Ford vs Chevy?

Democoder,

I am no expert but:

1. Wouldn't the cpu still have to transfer the vertices to the GPU initially for the object?

2. Once the object is inside the VPU, GPU or what ever, doesn't the cpu still will have to give information of location changes due to ones mouse movement, key or other activities such as physic calculations on the object?

I really don't see the great savings in bandwidth, yes I see some but overall it seems rather low and leads to many more quesitions. The VPU would have to take over what the cpu did normally with the whole code dealing with an object. It does sound like a step in implementing physics onto the VPU with objects. By itself it doesn't seem to be that big of a step as far as I see it.
 
Last time on this...

Example:

CPU transfers HOS to GPU consisting of N control points. CPU tessellates HOS into N*100 vertices.
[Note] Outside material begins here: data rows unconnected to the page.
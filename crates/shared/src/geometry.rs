//! Zone geometry: centroids, shrinking toward the centroid and SVG paths.

use kurbo::{BezPath, Point};

use crate::error::DataIntegrityError;
use crate::mesh::{Mesh, Zone};

/// Default fraction of the node position kept when shrinking a zone.
pub const SHRINK_FACTOR: f64 = 0.9;

/// Arithmetic mean of `points`, `None` for an empty slice.
pub fn centroid(points: &[Point]) -> Option<Point> {
    if points.is_empty() {
        return None;
    }
    let n = points.len() as f64;
    let (sx, sy) = points
        .iter()
        .fold((0.0, 0.0), |(sx, sy), p| (sx + p.x, sy + p.y));
    Some(Point::new(sx / n, sy / n))
}

/// Linear interpolation between centroid and node:
/// `factor * node + (1 - factor) * centroid`.
pub fn shrink_node(centroid: Point, node: Point, factor: f64) -> Point {
    centroid.lerp(node, factor)
}

/// Boundary of `zone` pulled toward its centroid, in `nids` order.
pub fn zone_polygon(mesh: &Mesh, zone: &Zone, factor: f64) -> Result<Vec<Point>, DataIntegrityError> {
    let mid = zone.centroid();
    zone.nids()
        .iter()
        .map(|nid| {
            mesh.node(nid)
                .map(|pos| shrink_node(mid, pos, factor))
                .ok_or_else(|| DataIntegrityError::MissingNode {
                    zone: zone.id().to_string(),
                    node: nid.clone(),
                })
        })
        .collect()
}

/// Closed polyline through `points` with straight segments.
pub fn closed_path(points: &[Point]) -> BezPath {
    let mut path = BezPath::new();
    let mut iter = points.iter();
    if let Some(first) = iter.next() {
        path.move_to(*first);
        for p in iter {
            path.line_to(*p);
        }
        path.close_path();
    }
    path
}

/// SVG `d` attribute for the shrunk polygon of `zone`.
pub fn zone_path_data(mesh: &Mesh, zone: &Zone, factor: f64) -> Result<String, DataIntegrityError> {
    let polygon = zone_polygon(mesh, zone, factor)?;
    Ok(closed_path(&polygon).to_svg())
}
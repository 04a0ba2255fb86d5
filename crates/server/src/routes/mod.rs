use axum::{
    extract::{Path, State},
    http::StatusCode,
    response::Json,
};
use serde_json::{json, Value};

use crate::meshes::{self, MeshFileError, MeshSummary};
use crate::AppState;

/// Health check
pub async fn health() -> Json<Value> {
    Json(json!({ "status": "ok" }))
}

/// URLs of all mesh files, in the order to pass to `loadData`
pub async fn list_meshes(State(state): State<AppState>) -> Result<Json<Value>, StatusCode> {
    let files = meshes::list(&state.config.data_dir).await.map_err(|e| {
        tracing::error!("List error: {}", e);
        StatusCode::INTERNAL_SERVER_ERROR
    })?;
    let urls: Vec<String> = files.iter().map(|f| format!("/data/{f}")).collect();
    Ok(Json(json!({ "meshes": urls })))
}

/// Validated summary of one mesh file
pub async fn mesh_summary(
    State(state): State<AppState>,
    Path(file): Path<String>,
) -> Result<Json<MeshSummary>, (StatusCode, Json<Value>)> {
    meshes::summary(&state.config.data_dir, &file)
        .await
        .map(Json)
        .map_err(|e| {
            let status = match &e {
                MeshFileError::BadName(_) => StatusCode::BAD_REQUEST,
                MeshFileError::NotFound(_) => StatusCode::NOT_FOUND,
                MeshFileError::Invalid(_) => StatusCode::UNPROCESSABLE_ENTITY,
                MeshFileError::Io { .. } => StatusCode::INTERNAL_SERVER_ERROR,
            };
            tracing::warn!("Summary error for {}: {}", file, e);
            (status, Json(json!({ "error": e.to_string() })))
        })
}
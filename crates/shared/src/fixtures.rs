//! Factory functions for creating test meshes.
//!
//! Used by unit tests, the integration tests and the headless harness.

use std::collections::HashMap;

use kurbo::{Point, Rect};

use crate::mesh::{BBox, Mesh, MeshRecord, NodeKey, NodeRecord, ZoneRecord};

// ── Records ─────────────────────────────────────────────────────

/// Single-zone record whose polygon runs through `points` in order.
/// Node ids are `0..n`, the zone id is `"0"`.
pub fn polygon_record(rank: u32, points: &[[f64; 2]]) -> MeshRecord {
    let nodes: HashMap<String, NodeRecord> = points
        .iter()
        .enumerate()
        .map(|(i, &pos)| (i.to_string(), NodeRecord { pos }))
        .collect();
    let nids = (0..points.len()).map(|i| NodeKey(i.to_string())).collect();

    MeshRecord {
        rank,
        nodes,
        zones: vec![("0".to_string(), ZoneRecord { nids })],
        bbox: bbox_of(points),
    }
}

/// Bounding box of `points` (zero box at the origin when empty).
pub fn bbox_of(points: &[[f64; 2]]) -> BBox {
    let rect = points
        .iter()
        .map(|&[x, y]| Rect::from_points(Point::new(x, y), Point::new(x, y)))
        .reduce(|a, b| a.union(b))
        .unwrap_or(Rect::ZERO);
    BBox::from_rect(rect)
}

// ── JSON payloads ───────────────────────────────────────────────

pub fn triangle_json(rank: u32, points: [[f64; 2]; 3]) -> String {
    record_json(&polygon_record(rank, &points))
}

pub fn record_json(record: &MeshRecord) -> String {
    serde_json::to_string(record).unwrap_or_default()
}

// ── Validated meshes ────────────────────────────────────────────

/// Single-triangle mesh.
///
/// # Panics
/// If the points produce an invalid mesh (never for finite input).
pub fn triangle_mesh(rank: u32, points: [[f64; 2]; 3]) -> Mesh {
    Mesh::from_record(polygon_record(rank, &points)).expect("triangle fixture is valid")
}

/// Axis-aligned square zone with corner `(x, y)` and edge `size`,
/// counter-clockwise from the corner.
///
/// # Panics
/// If `size` is negative.
pub fn square_mesh(rank: u32, x: f64, y: f64, size: f64) -> Mesh {
    let points = [[x, y], [x + size, y], [x + size, y + size], [x, y + size]];
    Mesh::from_record(polygon_record(rank, &points)).expect("square fixture is valid")
}

/// Two triangles sharing an edge in one rank, zone ids `"0"` and `"1"`.
pub fn two_zone_json(rank: u32) -> String {
    format!(
        r#"{{
            "rank": {rank},
            "nodes": {{
                "0": {{"pos": [0.0, 0.0]}},
                "1": {{"pos": [1.0, 0.0]}},
                "2": {{"pos": [1.0, 1.0]}},
                "3": {{"pos": [0.0, 1.0]}}
            }},
            "zones": {{
                "0": {{"nids": [0, 1, 2]}},
                "1": {{"nids": [0, 2, 3]}}
            }},
            "bbox": {{"min0": 0.0, "max0": 1.0, "min1": 0.0, "max1": 1.0}}
        }}"#
    )
}
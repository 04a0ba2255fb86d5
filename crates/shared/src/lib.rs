//! Mesh model and view logic shared by the browser viewer and the server.
//!
//! Everything here is DOM-free: data files are parsed and validated into
//! [`Mesh`]es, zones are turned into shrunk SVG paths, and the view box,
//! pan/zoom transform and fan-in loader are plain state machines.

pub mod config;
pub mod error;
pub mod fixtures;
pub mod geometry;
pub mod harness;
pub mod loader;
pub mod mesh;
pub mod palette;
pub mod scene;
pub mod tooltip;
pub mod view;
pub mod viewer;
pub mod zoom;

pub use config::ViewerConfig;
pub use error::{ConfigError, DataIntegrityError, LoadError, LoadResult};
pub use mesh::{BBox, Mesh, MeshRecord, Zone};
pub use scene::{Scene, ZoneElement, ZoneId};
pub use view::{ViewBox, ViewBoxController};
pub use viewer::{Delivery, Phase, ViewerCore};
pub use zoom::{ZoomBehavior, ZoomTransform};

// Geometry types in the public API.
pub use kurbo::{Point, Size};
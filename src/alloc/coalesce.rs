//! Frame Coalescing
//!
//! Partitions all static-convention functions into equivalence classes
//! that share one backing address range. Members of a class are never
//! live at the same time, so overlaying their frames is free memory.
//! Minimal coloring of the conflict graph is NP-hard, so classes are
//! built greedily in a tunable order and then re-audited pair by pair.

use crate::alloc::AllocError;
use crate::alloc::activity::ActivityInfo;
use crate::graph::interrupt::ThreadMap;
use crate::graph::recursion::RecursionInfo;
use crate::table::{FunctionId, FunctionTable};

/// Greedy visit order. Affects how much memory coalescing saves, never
/// whether the result is sound.
#[derive(Debug, Clone, Copy, PartialEq, Eq, Default)]
pub enum CoalesceStrategy {
    /// Biggest frames first; they are the hardest to place.
    #[default]
    LargestFirst,
    /// Most conflict-edges first, classic graph-coloring order.
    MostConnected,
}

/// Functions sharing one backing address range.
#[derive(Debug, Clone)]
pub struct EquivalenceClass {
    pub members: Vec<FunctionId>,
}

/// Partition of all static functions into equivalence classes.
#[derive(Debug)]
pub struct CoalesceResult {
    pub classes: Vec<EquivalenceClass>,
    class_of: Vec<Option<usize>>,
}

impl CoalesceResult {
    /// Index of the class a function was assigned to, if it has static
    /// convention.
    pub fn class_of(&self, id: FunctionId) -> Option<usize> {
        self.class_of[id.index()]
    }
}

/// Can `f` and `g` ever be live at the same time?
///
/// Three ways to conflict: thread preemption (anything except one
/// identical single thread), one function sitting on the other's call
/// stack, or both touching hardware-mapped state (conservative aliasing
/// rule).
pub fn conflicts(
    f: FunctionId,
    g: FunctionId,
    table: &FunctionTable,
    activity: &ActivityInfo,
    threads: &ThreadMap,
) -> bool {
    let tf = threads.threads(f);
    let tg = threads.threads(g);
    if tf != tg || !tf.is_singleton() {
        return true;
    }
    if activity.activity(f).contains(g) || activity.activity(g).contains(f) {
        return true;
    }
    table.get(f).touches_volatile() && table.get(g).touches_volatile()
}

/// Greedy first-fit class construction over the chosen visit order.
pub fn coalesce(
    table: &FunctionTable,
    activity: &ActivityInfo,
    threads: &ThreadMap,
    recursion: &RecursionInfo,
    strategy: CoalesceStrategy,
) -> CoalesceResult {
    let statics: Vec<FunctionId> = table
        .ids()
        .filter(|&id| !recursion.is_recursive(id))
        .collect();

    let order = visit_order(&statics, table, activity, threads, strategy);

    let mut classes: Vec<EquivalenceClass> = Vec::new();
    let mut class_of: Vec<Option<usize>> = vec![None; table.len()];

    for &id in &order {
        let slot = classes.iter().position(|class| {
            class
                .members
                .iter()
                .all(|&member| !conflicts(id, member, table, activity, threads))
        });
        match slot {
            Some(index) => {
                classes[index].members.push(id);
                class_of[id.index()] = Some(index);
            }
            None => {
                class_of[id.index()] = Some(classes.len());
                classes.push(EquivalenceClass { members: vec![id] });
            }
        }
    }

    CoalesceResult { classes, class_of }
}

fn visit_order(
    statics: &[FunctionId],
    table: &FunctionTable,
    activity: &ActivityInfo,
    threads: &ThreadMap,
    strategy: CoalesceStrategy,
) -> Vec<FunctionId> {
    let mut order = statics.to_vec();
    match strategy {
        CoalesceStrategy::LargestFirst => {
            order.sort_by_key(|&id| (std::cmp::Reverse(table.get(id).frame_bytes()), id));
        }
        CoalesceStrategy::MostConnected => {
            let degree = |id: FunctionId| {
                statics
                    .iter()
                    .filter(|&&other| other != id && conflicts(id, other, table, activity, threads))
                    .count()
            };
            order.sort_by_key(|&id| (std::cmp::Reverse(degree(id)), id));
        }
    }
    order
}

/// Independent pairwise recheck of every class. A hit here is a
/// coalescer bug, never a user error; the pipeline turns it into
/// `InterruptUnsafeSharing` and aborts.
pub fn audit(
    result: &CoalesceResult,
    table: &FunctionTable,
    activity: &ActivityInfo,
    threads: &ThreadMap,
) -> Vec<AllocError> {
    let mut errors = Vec::new();
    for class in &result.classes {
        for (i, &f) in class.members.iter().enumerate() {
            for &g in &class.members[i + 1..] {
                if conflicts(f, g, table, activity, threads) {
                    errors.push(AllocError::InterruptUnsafeSharing {
                        first: table.get(f).name.clone(),
                        second: table.get(g).name.clone(),
                    });
                }
            }
        }
    }
    errors
}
Bandwidth Savings = ~factor of 100 in data space.
Speed Savings = however much faster the GPU is at tesselation compared to the GPU.
 
With dynamic flow control in the vertex shader why not just make the tesselator a vertex shader with one addition to its instruction set, to output a vertex :)
 
Presumably because you'd expand the primitive processor to allow reading and writing complex datastructures instead of trying to emulate it by hacking it into the constant registers. Also, if a vertex shader outputs a vertex, what is it outputing it to? A vertex buffer where it is building a mesh? That would neccessitate more than just adding one instruction, especially if you have to deal with mesh connectivity issues.